Your goal:
Examine the records below and count how many lines contain the string "PathBuf". Give only the number.

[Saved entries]

┄┄┄┄┄┄┄┄┄┄┄┄┄┄┄┄┄┄┄┄

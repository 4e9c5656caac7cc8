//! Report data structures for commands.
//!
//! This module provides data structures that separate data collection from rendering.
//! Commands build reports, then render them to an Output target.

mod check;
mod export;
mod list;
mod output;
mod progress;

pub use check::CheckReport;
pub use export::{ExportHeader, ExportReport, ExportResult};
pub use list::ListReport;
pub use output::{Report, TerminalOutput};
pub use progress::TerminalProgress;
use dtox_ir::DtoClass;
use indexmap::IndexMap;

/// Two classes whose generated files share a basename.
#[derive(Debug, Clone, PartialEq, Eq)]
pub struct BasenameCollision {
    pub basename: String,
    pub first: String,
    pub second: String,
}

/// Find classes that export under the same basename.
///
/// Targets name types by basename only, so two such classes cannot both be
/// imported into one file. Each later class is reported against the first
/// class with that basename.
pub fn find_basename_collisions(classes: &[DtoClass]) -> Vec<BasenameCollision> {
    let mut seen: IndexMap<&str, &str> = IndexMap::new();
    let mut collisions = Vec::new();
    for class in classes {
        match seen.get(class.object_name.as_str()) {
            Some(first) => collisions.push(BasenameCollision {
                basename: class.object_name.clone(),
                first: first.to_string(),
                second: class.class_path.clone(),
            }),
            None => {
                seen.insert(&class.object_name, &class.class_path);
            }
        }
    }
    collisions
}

┄┄┄┄┄┄┄┄┄┄┄┄┄┄┄┄┄┄┄┄

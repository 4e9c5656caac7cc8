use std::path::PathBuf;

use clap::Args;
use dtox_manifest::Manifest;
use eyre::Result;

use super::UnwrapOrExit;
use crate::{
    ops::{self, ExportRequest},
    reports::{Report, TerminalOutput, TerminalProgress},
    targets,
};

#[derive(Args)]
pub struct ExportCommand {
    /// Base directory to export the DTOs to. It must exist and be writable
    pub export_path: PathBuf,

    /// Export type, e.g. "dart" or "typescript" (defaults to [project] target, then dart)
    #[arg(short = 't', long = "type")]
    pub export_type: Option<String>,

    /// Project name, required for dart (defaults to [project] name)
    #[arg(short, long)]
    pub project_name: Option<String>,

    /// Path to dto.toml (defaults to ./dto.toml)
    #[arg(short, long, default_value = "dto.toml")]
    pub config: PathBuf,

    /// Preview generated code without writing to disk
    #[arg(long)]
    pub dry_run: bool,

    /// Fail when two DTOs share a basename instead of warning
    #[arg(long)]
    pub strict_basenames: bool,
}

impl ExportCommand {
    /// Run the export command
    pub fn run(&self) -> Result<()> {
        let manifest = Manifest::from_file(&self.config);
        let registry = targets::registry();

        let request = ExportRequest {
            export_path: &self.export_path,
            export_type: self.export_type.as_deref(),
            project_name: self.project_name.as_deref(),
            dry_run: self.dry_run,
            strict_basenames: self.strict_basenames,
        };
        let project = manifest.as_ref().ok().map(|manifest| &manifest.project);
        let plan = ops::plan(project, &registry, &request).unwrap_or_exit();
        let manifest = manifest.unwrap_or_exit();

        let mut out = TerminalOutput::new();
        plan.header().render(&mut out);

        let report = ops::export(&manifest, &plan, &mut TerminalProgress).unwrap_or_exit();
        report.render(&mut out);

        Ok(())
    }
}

┄┄┄┄┄┄┄┄┄┄┄┄┄┄┄┄┄┄┄┄

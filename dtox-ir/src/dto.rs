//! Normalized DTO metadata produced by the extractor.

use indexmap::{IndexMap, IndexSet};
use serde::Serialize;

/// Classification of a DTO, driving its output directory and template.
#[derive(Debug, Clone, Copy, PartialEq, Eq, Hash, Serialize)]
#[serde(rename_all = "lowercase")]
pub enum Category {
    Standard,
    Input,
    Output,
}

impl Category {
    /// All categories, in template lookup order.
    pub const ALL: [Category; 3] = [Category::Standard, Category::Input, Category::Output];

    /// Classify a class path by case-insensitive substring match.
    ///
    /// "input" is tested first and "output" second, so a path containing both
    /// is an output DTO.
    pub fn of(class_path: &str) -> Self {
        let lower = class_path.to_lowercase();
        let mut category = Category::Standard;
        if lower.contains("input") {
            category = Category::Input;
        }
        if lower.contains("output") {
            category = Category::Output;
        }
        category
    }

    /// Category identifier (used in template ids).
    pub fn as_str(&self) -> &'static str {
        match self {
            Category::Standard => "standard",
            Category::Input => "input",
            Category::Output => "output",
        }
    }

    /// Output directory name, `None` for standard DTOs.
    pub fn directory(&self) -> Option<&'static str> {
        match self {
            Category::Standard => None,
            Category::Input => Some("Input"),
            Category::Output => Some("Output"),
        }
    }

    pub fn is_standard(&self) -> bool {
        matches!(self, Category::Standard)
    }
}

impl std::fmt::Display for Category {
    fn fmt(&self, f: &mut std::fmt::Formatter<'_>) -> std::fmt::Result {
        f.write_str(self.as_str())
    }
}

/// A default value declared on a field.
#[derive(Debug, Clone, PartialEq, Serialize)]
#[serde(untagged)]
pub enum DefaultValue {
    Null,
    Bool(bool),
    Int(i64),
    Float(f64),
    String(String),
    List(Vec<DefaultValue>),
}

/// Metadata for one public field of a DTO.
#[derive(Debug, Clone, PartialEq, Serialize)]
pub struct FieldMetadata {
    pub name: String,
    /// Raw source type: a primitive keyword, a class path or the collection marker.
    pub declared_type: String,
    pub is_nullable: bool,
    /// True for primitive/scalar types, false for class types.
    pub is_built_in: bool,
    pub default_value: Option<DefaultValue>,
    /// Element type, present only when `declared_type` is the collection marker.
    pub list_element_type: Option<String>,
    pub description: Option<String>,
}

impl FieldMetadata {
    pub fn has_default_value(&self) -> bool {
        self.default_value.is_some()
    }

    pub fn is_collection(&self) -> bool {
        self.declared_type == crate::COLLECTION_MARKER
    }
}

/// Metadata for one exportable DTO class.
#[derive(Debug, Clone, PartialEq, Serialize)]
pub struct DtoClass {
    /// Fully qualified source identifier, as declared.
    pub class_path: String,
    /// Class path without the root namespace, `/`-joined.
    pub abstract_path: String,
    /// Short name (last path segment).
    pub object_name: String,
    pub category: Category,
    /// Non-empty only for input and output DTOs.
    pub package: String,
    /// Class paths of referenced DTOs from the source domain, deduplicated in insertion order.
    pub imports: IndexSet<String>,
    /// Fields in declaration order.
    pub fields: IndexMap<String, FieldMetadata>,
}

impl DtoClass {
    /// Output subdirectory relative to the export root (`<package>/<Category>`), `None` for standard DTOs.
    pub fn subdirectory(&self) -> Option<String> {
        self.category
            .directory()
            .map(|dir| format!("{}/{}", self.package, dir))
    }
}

┄┄┄┄┄┄┄┄┄┄┄┄┄┄┄┄┄┄┄┄

Reply to the task:
3